TASK
The answer must consist of every line in the records below that contains the string "elapsed".
MATERIAL FOR THE TASK below:
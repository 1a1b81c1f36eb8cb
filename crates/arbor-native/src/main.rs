use std::time::{Duration, Instant};

use anyhow::Context;
use clap::Parser;
use glam::{Vec2, Vec3};

use arbor_core::{FrameInput, PointerState, Scene, SceneConfig, SceneEvent};

/// Headless driver: ticks the scene at a fixed rate with a scripted gesture
/// session and logs what happens. Stands in for the render loop.
#[derive(Parser, Debug)]
#[command(author, version, about, long_about = None)]
struct Cli {
    /// Number of ticks to run (defaults to one full scripted session)
    #[arg(long)]
    ticks: Option<u32>,

    /// Simulated frames per second
    #[arg(long, default_value_t = 60.0)]
    fps: f32,

    /// Layout seed
    #[arg(long, default_value_t = 42)]
    seed: u64,

    /// Override the foliage point count
    #[arg(long)]
    foliage: Option<usize>,

    /// Override the number of photo frames
    #[arg(long)]
    photos: Option<usize>,
}

// Scripted session timeline (seconds)
const ASSEMBLE_END: f32 = 4.0;
const SCATTER_END: f32 = 8.0;
const PINCH_END: f32 = 11.0;
const RELEASE_END: f32 = 12.0;
const SESSION_END: f32 = 16.0;

const HAND_CLOSED: f32 = 0.08;
const HAND_OPEN: f32 = 0.35;

/// What a hand tracker might report at time `t`.
fn scripted_input(t: f32) -> FrameInput {
    let sweep = || Some(Vec2::new(0.5 + 0.35 * (t * 0.9).sin(), 0.45));
    if t < ASSEMBLE_END {
        FrameInput {
            pointer: PointerState::default(),
            mode_signal: Some(HAND_CLOSED),
        }
    } else if t < SCATTER_END {
        FrameInput {
            pointer: PointerState {
                position: sweep(),
                pinching: false,
            },
            mode_signal: Some(HAND_OPEN),
        }
    } else if t < PINCH_END {
        // pointer keeps drifting; the lock must not follow it
        FrameInput {
            pointer: PointerState {
                position: sweep(),
                pinching: true,
            },
            mode_signal: None,
        }
    } else if t < RELEASE_END {
        FrameInput {
            pointer: PointerState {
                position: sweep(),
                pinching: false,
            },
            mode_signal: None,
        }
    } else {
        FrameInput {
            pointer: PointerState::default(),
            mode_signal: Some(HAND_CLOSED),
        }
    }
}

fn main() -> anyhow::Result<()> {
    env_logger::builder()
        .filter_level(log::LevelFilter::Info)
        .parse_default_env()
        .init();

    let cli = Cli::parse();
    anyhow::ensure!(cli.fps > 0.0, "fps must be positive, got {}", cli.fps);

    let mut config = SceneConfig {
        seed: cli.seed,
        ..SceneConfig::default()
    };
    if let Some(n) = cli.foliage {
        config.foliage.count = n;
    }
    if let Some(n) = cli.photos {
        config.frames.count = n;
    }
    let mut scene = Scene::new(config).context("invalid scene configuration")?;

    let dt = Duration::from_secs_f32(1.0 / cli.fps);
    let ticks = cli
        .ticks
        .unwrap_or_else(|| (SESSION_END * cli.fps).ceil() as u32);
    let ticks_per_report = cli.fps.round().max(1.0) as u32;

    let mut events = Vec::new();
    let mut foliage_positions = Vec::new();
    let mut instances = Vec::new();
    let started = Instant::now();

    for i in 0..ticks {
        let t = i as f32 / cli.fps;
        events.clear();
        scene.tick(dt, &scripted_input(t), &mut events);
        for ev in &events {
            match ev {
                SceneEvent::ModeChanged(mode) => log::info!("[t={t:5.2}] mode -> {mode:?}"),
                SceneEvent::ZoomStarted(id) => log::info!("[t={t:5.2}] zoom on frame {}", id.0),
                SceneEvent::ZoomEnded(id) => log::info!("[t={t:5.2}] release frame {}", id.0),
            }
        }

        // the renderer would upload these every frame
        scene.instances(&mut instances);
        if (i + 1) % ticks_per_report == 0 {
            scene.foliage_positions(&mut foliage_positions);
            let (lo, hi) = bounds(&foliage_positions);
            log::info!(
                "[t={t:5.2}] progress={:.3} ornament_err={:.3} locked={:?} foliage={:.1}..{:.1}",
                scene.progress(),
                scene.ornament_settle_error(),
                scene.locked_frame().map(|id| id.0),
                lo,
                hi
            );
        }
    }

    let elapsed = started.elapsed();
    log::info!(
        "[native] {} ticks in {:.1} ms ({:.3} ms/tick), {} instances, {} foliage points",
        ticks,
        elapsed.as_secs_f64() * 1e3,
        elapsed.as_secs_f64() * 1e3 / ticks.max(1) as f64,
        instances.len(),
        scene.foliage().len()
    );
    Ok(())
}

fn bounds(points: &[Vec3]) -> (Vec3, Vec3) {
    if points.is_empty() {
        return (Vec3::ZERO, Vec3::ZERO);
    }
    points.iter().fold(
        (Vec3::splat(f32::MAX), Vec3::splat(f32::MIN)),
        |(lo, hi), p| (lo.min(*p), hi.max(*p)),
    )
}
End of MATERIAL FOR THE TASK.
OUTPUT BELOW
    let elapsed = started.elapsed();
        elapsed.as_secs_f64() * 1e3,
        elapsed.as_secs_f64() * 1e3 / ticks.max(1) as f64,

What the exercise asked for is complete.